The PPI is broken down by industry and commodity groupings, allowing investors to spot inflation pressures in specific sectors. Sharp PPI increases in manufacturing inputs, for example, might signal future pressure on profit margins for companies that use those materials.
The Beige Book
The “Beige Book” (officially the “Summary of Commentary on Current Economic Conditions by the Federal Reserve”) is released eight times per year by the Federal Reserve. It includes a collection of discussions from each of the 12 Fed districts, along with a summary statement, all of which are presented in the non-committal, measured tones known as “Fed speak.”
Analysts and investors attempt to decipher the meaning of the report, which is much like reading tea leaves. The report foreshadows Federal Open Market Committee actions at the following meeting, although the bond market predicts these actions with a statistical measure that is virtually foolproof.
What Are Economic Indicators?
Economic indicators are statistical measures of various economic metrics such as GDP, unemployment, inflation, and consumption. The numbers provide policymakers and investors with an idea of where the economy is heading.

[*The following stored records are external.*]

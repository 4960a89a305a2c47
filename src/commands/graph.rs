//! Graph command - show relationships and evaluation order without applying

use anyhow::{Context as _, Result};
use declarative::{
    Catalog, NoCoordinator, Persistence, ProgressCallback, ResourceRef, ResourceStatus,
    RunOptions, execute,
};
use std::path::Path;

use crate::catalog_file;
use crate::ui;

#[derive(Default)]
struct VisitOrder(Vec<String>);

impl ProgressCallback for VisitOrder {
    fn on_resource_start(&mut self, resource: &ResourceRef) {
        self.0.push(resource.to_string());
    }

    fn on_resource_complete(&mut self, _status: &ResourceStatus) {}
}

pub fn run(catalog_path: &Path) -> Result<()> {
    let mut catalog = catalog_file::load(catalog_path)?;

    ui::header("Relationships");
    let edges = edges(&mut catalog)?;
    if edges.is_empty() {
        ui::dim("(no relationships)");
    }
    for edge in &edges {
        println!("  {edge}");
    }

    let order = visit_order(&mut catalog)?;
    ui::section("Order");
    for (i, reference) in order.iter().enumerate() {
        ui::step(i + 1, order.len(), reference);
    }
    Ok(())
}

/// Every edge of the relationship graph as `A -> B (callback)`, sorted
pub fn edges(catalog: &mut Catalog) -> Result<Vec<String>> {
    let graph = catalog
        .relationship_graph()
        .context("Could not build the relationship graph")?;
    let mut lines: Vec<String> = graph
        .all_edges()
        .into_iter()
        .map(|(from, to, label)| {
            let arrow = format!("{} -> {}", graph.describe(from), graph.describe(to));
            if label.is_labelled() {
                format!("{arrow} ({label})")
            } else {
                arrow
            }
        })
        .collect();
    lines.sort();
    Ok(lines)
}

/// The order a run would visit resources in, found with a noop run
///
/// Resources that expand when applied are expanded, so generated
/// resources show up in the order too.
pub fn visit_order(catalog: &mut Catalog) -> Result<Vec<String>> {
    let options = RunOptions {
        noop: true,
        ignore_schedules: true,
        ..RunOptions::default()
    };
    let mut store = Persistence::in_memory();
    let mut order = VisitOrder::default();
    execute(catalog, options, &mut store, &mut NoCoordinator, &mut order)
        .context("Could not order the catalog")?;
    Ok(order.0)
}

The data is compiled by various government agencies and organizations and delivered as reports.
What Are the Main Indicators of an Economy?
Some of the main indicators of the overall health of the economy are GDP, inflation, unemployment, money supply, consumer spending, retail sales, and existing home sales.
What Is a Leading Indicator?
Leading indicators are economic measures that are used to help forecast the direction of the economy. They are valued more highly than other indicators because they are seen as predicting the future of economic activity rather than recording the recent past.
Leading indicators include the Consumer Confidence Index (CCI), initial jobless claims, and durable goods orders.
The Bottom Line
Leading economic indicators can give investors a sense of where the economy is headed so that they can adjust their investment strategies to fit future conditions. They are most useful when they’re tracked over time so that the larger trend can be seen.
Indicators are not perfect and can always be upended by unexpected events. Even so, watching which way the economy is moving and adjusting your investment choices accordingly makes sense.